2. you had a brick mobile phone or worse cb radio !!!

3. you remember only having 2 stations and live before the den

4. you know that song.....its just another 80's hit with a beat over it.

5. the release of a Now album was a big deal

6. buying bootlegs on o'connell st was cool.


over to you


----------



## GeneralZod (2 Jul 2008)

7. Copying computer games involved using a double-deck audio cassette tape recorder.

8. You were jealous of your friend's Soda stream.

9. Knight rider, The A-Team and Airwolf were the best programmes on TV  

10. All bikes were either racers or bmxs. No normal handlebars

11. Fraggle Rock and the Smurfs were on constantly.


----------



## Thirsty (2 Jul 2008)

You remember the first episode of the Simpsons on Tracy Ullman...


----------



## Dearg Doom (3 Jul 2008)

...you duplicate threads on askaboutmoney within a couple of months!


----------



## Sherman (3 Jul 2008)

You get irritated by spelling mistakes in thread titles...


----------



## MandaC (3 Jul 2008)

Ron Burgundy said:


> following on from the 90's thread, i've found myself noticing certain things.
> 
> Add on......
> 
> ...



I have the very first now Album (on cassette)
I remember only very important business people had bricks(anyone who had a CB was super cool)
Anyone remember MT USA and fab Vinnie.  I remember the first episode March 1984! 
For the record, I had a huge 80's perm right up past 2000!  Scary stuff!


----------



## Graham_07 (3 Jul 2008)

You had a chopper bicycle.

You remember when Opal Fruits weren't available here.

You were at the Phoenix Park in October 79 and JPII was way cool. 

Kenny Everett was the thing.

TV didn't come on until 5 or 6 pm in single channel land

The Fiat Mirafiori was hip but the Cortina Mk3 was the thing to aspire to. 

You rang the girlfriends house on a payphone with A & B buttons for 2p a time


----------



## Ron Burgundy (3 Jul 2008)

Dearg Doom said:


> ...you duplicate threads on askaboutmoney within a couple of months!



when you complain for no reason at all


----------



## The_Banker (3 Jul 2008)

You look at a soccer player or gaelic player on TV and say "His father was a great player"


----------



## NicolaM (3 Jul 2008)

...You had an Amstrad computer (with a green screen), that you used to have to write the programs for, in order to get it to play games (pages and pages and pages of DOS programming script)....and it never _quite_ worked properly


----------



## Graham_07 (3 Jul 2008)

Your thumbs and fingers won't quite manage to work an x-box controller at the right pace or timing.

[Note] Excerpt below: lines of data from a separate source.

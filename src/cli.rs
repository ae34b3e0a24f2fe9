//! Command-line interface definitions for the GDELT hydrator.
//!
//! Directory and concurrency flags override the matching fields of the
//! YAML configuration; everything else is configured through the file.

use crate::config::HydrateConfig;
use chrono::NaiveDate;
use clap::{Parser, Subcommand};
use std::path::PathBuf;

/// Command-line arguments for the GDELT hydrator.
///
/// # Examples
///
/// ```sh
/// # Hydrate December 2020 with the default layout
/// gdelt_hydrator hydrate --start 2020-12-01 --end 2020-12-31
///
/// # Custom directories and a wider pool
/// gdelt_hydrator hydrate -s 2020-12-01 -e 2020-12-02 -d ./data --concurrency 48
///
/// # Copy status codes into the content tables afterwards
/// gdelt_hydrator correct -s 2020-12-01 -e 2020-12-31 -c config.yaml
/// ```
#[derive(Parser, Debug)]
#[command(author, version, about)]
pub struct Cli {
    #[command(subcommand)]
    pub command: Command,
}

#[derive(Subcommand, Debug)]
pub enum Command {
    /// Hydrate every day in a date range
    Hydrate {
        /// First day to process (YYYY-MM-DD)
        #[arg(short, long)]
        start: NaiveDate,

        /// Last day to process, inclusive (YYYY-MM-DD)
        #[arg(short, long)]
        end: NaiveDate,

        /// Optional path to config.yaml file
        #[arg(short, long, env = "GDELT_HYDRATOR_CONFIG")]
        config: Option<PathBuf>,

        /// Directory holding the daily input datasets
        #[arg(short, long)]
        data_dir: Option<PathBuf>,

        /// Output directory for the content tables
        #[arg(long)]
        content_dir: Option<PathBuf>,

        /// Output directory for the markup tables
        #[arg(long)]
        markup_dir: Option<PathBuf>,

        /// Maximum URLs in flight at once
        #[arg(long)]
        concurrency: Option<usize>,
    },

    /// Copy status codes from the markup tables into the content tables
    Correct {
        /// First day to process (YYYY-MM-DD)
        #[arg(short, long)]
        start: NaiveDate,

        /// Last day to process, inclusive (YYYY-MM-DD)
        #[arg(short, long)]
        end: NaiveDate,

        /// Optional path to config.yaml file
        #[arg(short, long, env = "GDELT_HYDRATOR_CONFIG")]
        config: Option<PathBuf>,

        /// Output directory for the corrected tables
        #[arg(long)]
        corrected_dir: Option<PathBuf>,
    },
}

impl Command {
    pub fn config_path(&self) -> Option<&PathBuf> {
        match self {
            Command::Hydrate { config, .. } | Command::Correct { config, .. } => config.as_ref(),
        }
    }

    pub fn range(&self) -> (NaiveDate, NaiveDate) {
        match self {
            Command::Hydrate { start, end, .. } | Command::Correct { start, end, .. } => {
                (*start, *end)
            }
        }
    }

    /// Apply the flags that were given on top of `config`.
    pub fn apply_overrides(&self, config: &mut HydrateConfig) {
        match self {
            Command::Hydrate {
                data_dir,
                content_dir,
                markup_dir,
                concurrency,
                ..
            } => {
                if let Some(dir) = data_dir {
                    config.data_dir = dir.clone();
                }
                if let Some(dir) = content_dir {
                    config.content_dir = dir.clone();
                }
                if let Some(dir) = markup_dir {
                    config.markup_dir = dir.clone();
                }
                if let Some(n) = concurrency {
                    config.concurrency = *n;
                }
            }
            Command::Correct { corrected_dir, .. } => {
                if let Some(dir) = corrected_dir {
                    config.corrected_dir = dir.clone();
                }
            }
        }
    }
}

You queued  for the original Indiana Jones movies but couldn't be bothered to see the new one yet.


----------



## Graham_07 (3 Jul 2008)

NicolaM said:


> ...You had an Amstrad computer (with a green screen), that you used to have to write the programs for, in order to get it to play games (pages and pages and pages of DOS programming script)....and it never _quite_ worked properly


 
How about a Dragon 32 ! think thats older than an Amstrad. The Dragon didn't even have one of those really cool 5 1/4 inch floppy drives in it.


----------



## NicolaM (3 Jul 2008)

Graham_07 said:


> How about a Dragon 32 ! think thats older than an Amstrad. The Dragon didn't even have one of those really cool 5 1/4 inch floppy drives in it.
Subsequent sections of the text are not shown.